Jamais Cascio, WorldChanger (cascio) Tue 1 Mar 05 13:17
Much to respond to, here. You mention not having "clients with whom the public have ethical problems," but that doesn't quite encompass the range of issues with which a panelist might be troubled. As an example, the one client I refused to work with (while at a non-GBN consulting group) was Exxon/Mobil, after I found that they were looking to us to help them expand their ability to market petroleum products, and told us up front not to talk to them about renewables or global warming. While oil is not something that the public at large has great ethical problems with per se, I can certainly see some of the people you'd have as panelists being quite upset in a similar fashion to find that their work on identifying the shape of future consumer trends (or whatever) was being used to help push more oil consumption. Good panelists (or what GBN called "remarkable people") recognize that, just because they aren't interested in a given company or product, they can still have fruitful explorations of possible futures for that company/product. I'd be surprised if you had many potential panelists say no for reasons of lack of interest. (As an aside, I found the suggested rules and regulations in Fukuyama's text to be quite problematic, but that's probably not relevant here.) With regards to the virtual interaction between the two of you, that's not quite what I was asking (although it is interesting). Have you worked with *clients* in a stand-off, computer mediated fashion? Knowing how much fun the GBN sessions can be, I can only imagine what a Future Labs sessions is like...

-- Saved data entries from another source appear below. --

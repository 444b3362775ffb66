use crate::commands::Out;
use crate::config::{default_path, ConfigFile};
use anyhow::{bail, Context, Result};
use std::path::Path;

/// Writes a config file holding the built-in presets.
///
/// # Arguments
/// - `path` - Where to write it. When `None`, the default location in the platform's config
///   directory is used.
/// - `force` - Replace the file if one already exists.
///
/// # Errors
/// - If the file exists and `force` is false.
/// - If no path was given and the platform has no config directory.
/// - If any file operation fails.
pub fn init(path: Option<&Path>, force: bool) -> Result<Out<()>> {
    let path = match path {
        Some(path) => path.to_path_buf(),
        None => default_path().context(
            "Unable to determine your config directory, provide the config file path with --config",
        )?,
    };
    if path.exists() && !force {
        bail!(
            "The config file '{}' already exists, use --force to replace it",
            path.display()
        )
    }
    ConfigFile::builtin()
        .save(&path)
        .context("Unable to create the config file")?;
    Ok(format!("Wrote the default config file to {}", path.display()).into())
}

#[cfg(test)]
mod tests {
    use super::*;
    use crate::Config;
    use tempfile::TempDir;

    #[test]
    fn test_init() {
        let dir = TempDir::new().unwrap();
        let path = dir.path().join("mint-tx").join("config.json");
        let out = init(Some(&path), false).unwrap();
        assert!(out.message().contains("config.json"));

        let config = Config::load(Some(&path)).unwrap();
        assert!(config.loaded_from_file());
        assert_eq!(config.presets().len(), 3);
    }

    #[test]
    fn test_init_refuses_to_overwrite() {
        let dir = TempDir::new().unwrap();
        let path = dir.path().join("config.json");
        std::fs::write(&path, "keep me").unwrap();
        let e = init(Some(&path), false).unwrap_err();
        assert!(e.to_string().contains("--force"));
        assert_eq!(std::fs::read_to_string(&path).unwrap(), "keep me");

        init(Some(&path), true).unwrap();
        assert!(Config::load(Some(&path)).is_ok());
    }
}
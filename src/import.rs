//! Reading transaction exports from CSV.

use crate::model::RawRecord;
use anyhow::{Context, Result};
use std::io::Read;
use std::path::Path;
use tracing::debug;

const STDIN: &str = "-";

/// Parses CSV text with a header row into records.
///
/// Each data row is zipped with the header row, so a short row yields a record with only the
/// leading fields and extra values on a long row are dropped. An input with no header row yields
/// no records. Blank lines are skipped.
pub fn parse_records(reader: impl Read) -> Result<Vec<RawRecord>> {
    let mut rdr = csv::ReaderBuilder::new()
        .has_headers(false)
        .flexible(true)
        .from_reader(reader);
    let mut rows = rdr.records();

    let headers = match rows.next() {
        Some(header_row) => header_row.context("Unable to read the CSV header row")?,
        None => return Ok(Vec::new()),
    };

    let mut records = Vec::new();
    for (row_ix, row) in rows.enumerate() {
        // +2: one for the header and one because rows are numbered from 1
        let row = row.with_context(|| format!("Unable to read CSV row {}", row_ix + 2))?;
        records.push(RawRecord::zip(headers.iter(), row.iter()));
    }
    Ok(records)
}

/// Reads a CSV file with a header row into records.
pub fn read_records(path: impl AsRef<Path>) -> Result<Vec<RawRecord>> {
    let path = path.as_ref();
    let file = std::fs::File::open(path)
        .with_context(|| format!("Unable to open file {}", path.display()))?;
    let records = parse_records(std::io::BufReader::new(file))
        .with_context(|| format!("Unable to parse CSV file {}", path.display()))?;
    debug!("Read {} records from {}", records.len(), path.display());
    Ok(records)
}

/// Like `read_records`, but a path of `-` reads from stdin.
pub fn read_input(path: impl AsRef<Path>) -> Result<Vec<RawRecord>> {
    let path = path.as_ref();
    if path != Path::new(STDIN) {
        return read_records(path);
    }
    let records =
        parse_records(std::io::stdin().lock()).context("Unable to parse CSV from stdin")?;
    debug!("Read {} records from stdin", records.len());
    Ok(records)
}

#[cfg(test)]
mod tests {
    use super::*;
    use crate::model::{AMOUNT, CATEGORY, DATE, MINT_HEADERS, NOTES};
    use crate::test::SAMPLE_CSV;

    #[test]
    fn test_parse_sample() {
        let records = parse_records(SAMPLE_CSV.as_bytes()).unwrap();
        assert_eq!(records.len(), 5);
        let first = &records[0];
        assert_eq!(first.names().collect::<Vec<_>>(), MINT_HEADERS.to_vec());
        assert_eq!(first.get(DATE), Some("01/15/2020"));
        assert_eq!(first.get(AMOUNT), Some("4.50"));
        assert_eq!(first.get(CATEGORY), Some("Coffee Shops"));
    }

    #[test]
    fn test_quoted_commas() {
        let records = parse_records(SAMPLE_CSV.as_bytes()).unwrap();
        assert_eq!(records[3].get(NOTES), Some("dinner, split"));
    }

    #[test]
    fn test_values_are_not_trimmed() {
        let csv = "a,b\n x ,y\n";
        let records = parse_records(csv.as_bytes()).unwrap();
        assert_eq!(records[0].get("a"), Some(" x "));
    }

    #[test]
    fn test_short_and_long_rows() {
        let csv = "a,b,c\n1\n1,2,3,4\n";
        let records = parse_records(csv.as_bytes()).unwrap();
        assert_eq!(records.len(), 2);
        assert_eq!(records[0].len(), 1);
        assert_eq!(records[1].len(), 3);
        assert_eq!(records[1].get("c"), Some("3"));
    }

    #[test]
    fn test_blank_lines_are_skipped() {
        let csv = "a,b\n1,2\n\n3,4\n\n";
        let records = parse_records(csv.as_bytes()).unwrap();
        assert_eq!(records.len(), 2);
        assert_eq!(records[1].get("a"), Some("3"));
    }

    #[test]
    fn test_header_only() {
        let records = parse_records("a,b\n".as_bytes()).unwrap();
        assert!(records.is_empty());
    }

    #[test]
    fn test_empty_input() {
        let records = parse_records("".as_bytes()).unwrap();
        assert!(records.is_empty());
    }

    #[test]
    fn test_read_file() {
        let dir = tempfile::TempDir::new().unwrap();
        let path = dir.path().join("transactions.csv");
        std::fs::write(&path, SAMPLE_CSV).unwrap();
        let records = read_records(&path).unwrap();
        assert_eq!(records.len(), 5);
    }

    #[test]
    fn test_read_input_from_file() {
        let dir = tempfile::TempDir::new().unwrap();
        let path = dir.path().join("transactions.csv");
        std::fs::write(&path, SAMPLE_CSV).unwrap();
        assert_eq!(read_input(&path).unwrap(), read_records(&path).unwrap());
    }

    #[test]
    fn test_read_missing_file() {
        let dir = tempfile::TempDir::new().unwrap();
        let e = read_records(dir.path().join("nope.csv")).unwrap_err();
        assert!(e.to_string().contains("Unable to open file"));
    }
}
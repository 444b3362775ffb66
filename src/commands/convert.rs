use crate::args::ConvertArgs;
use crate::commands::Out;
use crate::model::Transaction;
use crate::{export, import};
use anyhow::{Context, Result};
use serde::Serialize;
use std::path::PathBuf;
use tracing::debug;

#[derive(Debug, Clone, Serialize)]
pub struct Converted {
    records: usize,
    output: PathBuf,
}

/// Reads a Mint CSV export and writes it as a JSON array.
///
/// With `--normalize` each record is converted to a `Transaction` first, and the first record
/// with a bad `Date` or `Amount` fails the whole conversion before anything is written.
pub fn convert(args: &ConvertArgs) -> Result<Out<Converted>> {
    let records = import::read_input(args.input())?;
    let output = if args.normalize() {
        let transactions = records
            .iter()
            .enumerate()
            .map(|(ix, record)| {
                Transaction::normalize(record)
                    .with_context(|| format!("Unable to normalize transaction {}", ix + 1))
            })
            .collect::<Result<Vec<_>>>()?;
        debug!("Normalized {} transactions", transactions.len());
        export::write_json_file(args.output(), &transactions)?
    } else {
        export::write_json_file(args.output(), &records)?
    };

    Ok(Out::new(
        format!(
            "Converted {} transactions from {} to {}",
            records.len(),
            args.input().display(),
            output.display()
        ),
        Converted {
            records: records.len(),
            output,
        },
    ))
}
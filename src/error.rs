use thiserror::Error as ThisError;

/// Convenience result type for the record and query operations.
pub type Result<T, E = Error> = std::result::Result<T, E>;

/// The broad category of an [`Error`], for callers that only care about what went wrong and not
/// about the details.
#[derive(Debug, Clone, Copy, Eq, PartialEq, Hash)]
pub enum ErrorKind {
    /// A value that should have been a number or a date did not parse.
    Format,
    /// A field was requested that the record does not have.
    Key,
    /// An argument to an operation was unusable.
    Argument,
}

/// Errors returned by record normalization and the query operations.
///
/// Every operation fails as a whole: when an error is returned, no partial output was produced.
#[derive(Debug, Clone, PartialEq, ThisError)]
pub enum Error {
    /// A numeric or date-shaped field did not parse.
    #[error("unable to parse field '{field}' value '{value}': {reason}")]
    Format {
        field: String,
        value: String,
        reason: String,
    },

    /// A requested field is absent from a record.
    #[error("record has no field named '{field}'")]
    MissingField { field: String },

    /// A bin edge that cannot be ordered was supplied.
    #[error("bin edge {edge} cannot be used, edges must be numbers")]
    InvalidBinEdge { edge: f64 },
}

impl Error {
    pub(crate) fn format(
        field: impl Into<String>,
        value: impl Into<String>,
        reason: impl ToString,
    ) -> Self {
        Error::Format {
            field: field.into(),
            value: value.into(),
            reason: reason.to_string(),
        }
    }

    pub(crate) fn missing_field(field: impl Into<String>) -> Self {
        Error::MissingField {
            field: field.into(),
        }
    }

    pub fn kind(&self) -> ErrorKind {
        match self {
            Error::Format { .. } => ErrorKind::Format,
            Error::MissingField { .. } => ErrorKind::Key,
            Error::InvalidBinEdge { .. } => ErrorKind::Argument,
        }
    }
}
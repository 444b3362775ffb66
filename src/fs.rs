//! Small synchronous filesystem helpers that attach the offending path to every error.

use anyhow::{Context, Result};
use std::io::Write;
use std::path::Path;

/// Creates `path` and any missing parents. An existing directory is not an error.
pub(crate) fn create_dir_all(path: impl AsRef<Path>) -> Result<()> {
    let path = path.as_ref();
    std::fs::create_dir_all(path)
        .with_context(|| format!("Unable to create directory {}", path.display()))
}

/// Creates or truncates the file at `path`.
pub(crate) fn file(path: impl AsRef<Path>) -> Result<std::fs::File> {
    let path = path.as_ref();
    std::fs::File::create(path).with_context(|| format!("Unable to create file {}", path.display()))
}

/// Writes `data` to `path`, creating the parent directory when it is missing.
pub(crate) fn write(path: impl AsRef<Path>, data: impl AsRef<[u8]>) -> Result<()> {
    let path = path.as_ref();
    if let Some(parent) = path.parent().filter(|p| !p.as_os_str().is_empty()) {
        create_dir_all(parent)?;
    }
    let mut f = file(path)?;
    f.write_all(data.as_ref())
        .with_context(|| format!("Unable to write data to {}", path.display()))
}

pub(crate) fn read_to_string(path: impl AsRef<Path>) -> Result<String> {
    let path = path.as_ref();
    std::fs::read_to_string(path).with_context(|| format!("Unable to read file {}", path.display()))
}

Derek Woodgate (derek-woodgate) Tue 1 Mar 05 16:20
I agree with you on potential ethical concerns, but I believe the format we use encourages people to speak up about their concens as the topic is discussed. It happens frequently - recycling water for future homes, the death of anti-bacterial products, a numerous marketing issues, etc. You are right. We may ultimately recommend pursuing a preferred future with which a particular panelist may not agree. Maybe I am just too insensitive to concerns, in such matters. Bad boy! I am joking of course. Given that we work 7-10 years out, sometimes shorter, I suppose I may be confronted one day by an irate panelist who suddenly realized I failed to pursue his/her sustainable materials idea to the max. On the virtual collaboration with clients, we obviously have used conferencing in many shapes and forms, but notheing like Michael Bove's VTV idea, which is something Wayne is working on at present. Have you done much of it yourself and if so in which formats.